Having observed the cytotoxicity of phenol red associated with CNPs, we next examined the dose-dependent toxicities of MWNTs and P90 in culture media with and without phenol red. As seen in Figure 4a, when Hela cells were exposed to P90 in culture medium without phenol red, no noticeable toxicity was found until the concentration of P90 reached up to 200 μg mL−1. However, in culture medium containing phenol red, the cytotoxicity continuously increased with increasing P90 concentration. Unlike P90, MWNTs exhibited increasing cytotoxicity with increasing concentration of MWNTs no matter whether phenol red existed in the medium or not (Figure 4b).

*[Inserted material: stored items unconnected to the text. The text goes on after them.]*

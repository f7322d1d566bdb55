//! Core types for the shapegen value generation engine.
//!
//! This crate provides the pure data the engine works on:
//!
//! - [`Shape`] - Recursive descriptor of the value to generate
//! - [`GeneratorConfig`] - Constraints for one generator family
//! - [`Catalog`] - Kind to configuration mapping, loadable from YAML
//! - [`Value`] - Generated values
//!
//! # Architecture
//!
//! ```text
//! shape-core (this crate)
//!    │
//!    ├─── shape-generator  (generators and dispatcher over these types)
//!    │
//!    └─── shapegen         (facade used by fuzz and property drivers)
//! ```
//!
//! # Example
//!
//! ```rust
//! use shape_core::{Catalog, IntConfig, Shape, ShapeKind};
//!
//! let catalog = Catalog::new().with(ShapeKind::Int32, IntConfig::new(1, 6));
//! assert!(catalog.contains(ShapeKind::Int32));
//!
//! let shape: Shape = serde_yaml::from_str("type: sequence\nelement: int32").unwrap();
//! assert_eq!(shape, Shape::sequence(Shape::Int32));
//! ```

pub mod catalog;
pub mod config;
pub mod defaults;
pub mod shape;
pub mod value;

// Re-exports for convenience
pub use catalog::{Catalog, CatalogError};
pub use config::{
    ArrayConfig, BoolConfig, ComplexConfig, ComplexWidth, FieldSpec, FloatConfig, FloatWidth,
    GeneratorConfig, IntConfig, IntWidth, MapConfig, Parity, PointerConfig, RecordConfig,
    SequenceConfig, StringConfig, UintConfig, UintWidth,
};
pub use shape::{RecordField, Shape, ShapeKind};
pub use value::{Complex, MapValue, Record, Value};
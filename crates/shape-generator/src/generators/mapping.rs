//! Mapping value generator.

use super::{pick_length, ValueGenerator};
use rand::Rng;
use shape_core::defaults::DEFAULT_MAP_SIZE;
use shape_core::{MapConfig, MapValue, Value};

/// Generate a key-value mapping.
///
/// Returns `None` unless both key and value generators are configured. The
/// number of draws is picked from `[min_size, max_size]` (defaulting to
/// `[1, 5]` when `max_size` is not positive); colliding keys overwrite earlier
/// entries, so the result may hold fewer entries than draws.
pub fn generate_map<R: Rng>(rng: &mut R, config: &MapConfig) -> Option<Value> {
    let (Some(key), Some(value)) = (config.key.as_deref(), config.value.as_deref()) else {
        tracing::debug!("map is missing a key or value generator");
        return None;
    };

    let (min_size, max_size) = if config.max_size <= 0 {
        let min_size = if config.min_size <= 0 {
            DEFAULT_MAP_SIZE.0
        } else {
            config.min_size
        };
        (min_size, DEFAULT_MAP_SIZE.1)
    } else {
        (config.min_size, config.max_size)
    };
    let draws = pick_length(rng, min_size, max_size);

    let mut map = MapValue::new();
    for _ in 0..draws {
        let k = key.generate_or_zero(rng);
        let v = value.generate_or_zero(rng);
        map.insert(k, v);
    }

    if map.len() < draws {
        tracing::trace!(draws, size = map.len(), "map keys collided");
    }

    Some(Value::Map(map))
}

#[cfg(test)]
mod tests {
    use super::*;
    use rand::rngs::StdRng;
    use rand::SeedableRng;
    use shape_core::{BoolConfig, IntConfig, StringConfig};

    #[test]
    fn test_generate_map_size_bounded() {
        let mut rng = StdRng::seed_from_u64(42);
        let config = MapConfig::new(
            5,
            5,
            StringConfig::new(5, 10).into(),
            IntConfig::new(0, 100).into(),
        );

        for _ in 0..1_000 {
            let value = generate_map(&mut rng, &config).unwrap();
            let map = value.as_map().unwrap();
            assert!(map.len() <= 5);
            assert!(map.keys().all(|k| k.as_str().is_some_and(|s| s.len() >= 5)));
        }
    }

    #[test]
    fn test_generate_map_collisions_shrink_size() {
        let mut rng = StdRng::seed_from_u64(42);
        // Only two distinct keys exist
        let config = MapConfig::new(
            4,
            4,
            BoolConfig::default().into(),
            IntConfig::new(0, 9).into(),
        );

        for _ in 0..100 {
            let value = generate_map(&mut rng, &config).unwrap();
            let size = value.as_map().unwrap().len();
            assert!((1..=2).contains(&size));
        }
    }

    #[test]
    fn test_generate_map_default_size() {
        let mut rng = StdRng::seed_from_u64(42);
        let config = MapConfig::new(
            0,
            0,
            IntConfig::new(0, i64::MAX).into(),
            BoolConfig::default().into(),
        );

        for _ in 0..200 {
            let value = generate_map(&mut rng, &config).unwrap();
            let size = value.as_map().unwrap().len();
            assert!((1..=5).contains(&size));
        }
    }

    #[test]
    fn test_generate_map_missing_generator_is_none() {
        let mut rng = StdRng::seed_from_u64(42);

        let config = MapConfig {
            key: Some(Box::new(IntConfig::new(0, 5).into())),
            ..MapConfig::default()
        };
        assert_eq!(generate_map(&mut rng, &config), None);

        let config = MapConfig {
            value: Some(Box::new(IntConfig::new(0, 5).into())),
            ..MapConfig::default()
        };
        assert_eq!(generate_map(&mut rng, &config), None);
    }
}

Figure 5 shows the toxicities of 100 μg mL−1 PG, S160, P90, and MWNTs to Hela cells in culture medium with and without phenol red. One can see that three kinds of CBs exhibited different toxicity in media with phenol red. Moreover, a distinct size-dependent cytotoxicity appeared, with the finest P90 being most toxic. When phenol red was absent in the media, however, the different cytotoxicity of CBs disappeared almost completely. A further trypan blue exclusion test confirmed this MTT-based cytotoxicity assessment results (Figure S1). All of these results suggest that phenol red exhibited no toxicity because of its poor cellular penetration, and the cytotoxicity observed in the presence of CB would be due to the production of cell-penetrating phenol red-CB complexes. CB could be either toxic or nontoxic, depending on whether phenol red existed in the medium or not.
Our previous work indicated that CBs can be largely internalized into Hela cells in a serum-free medium , in combination with Figure 5, we concluded that all of these CBs in culture media without phenol red were nontoxic even after being internalized into the cells. In contrast, there was no noticeable difference in cytotoxicity when the cells were exposed to MWNTs in culture medium with or without phenol red and MWNTs exhibited pronounced cytotoxicity in the culture medium no matter whether phenol red existed in medium or not (Figure 5). This led us to conclude that MWNTs themselves were potential environment and health hazards.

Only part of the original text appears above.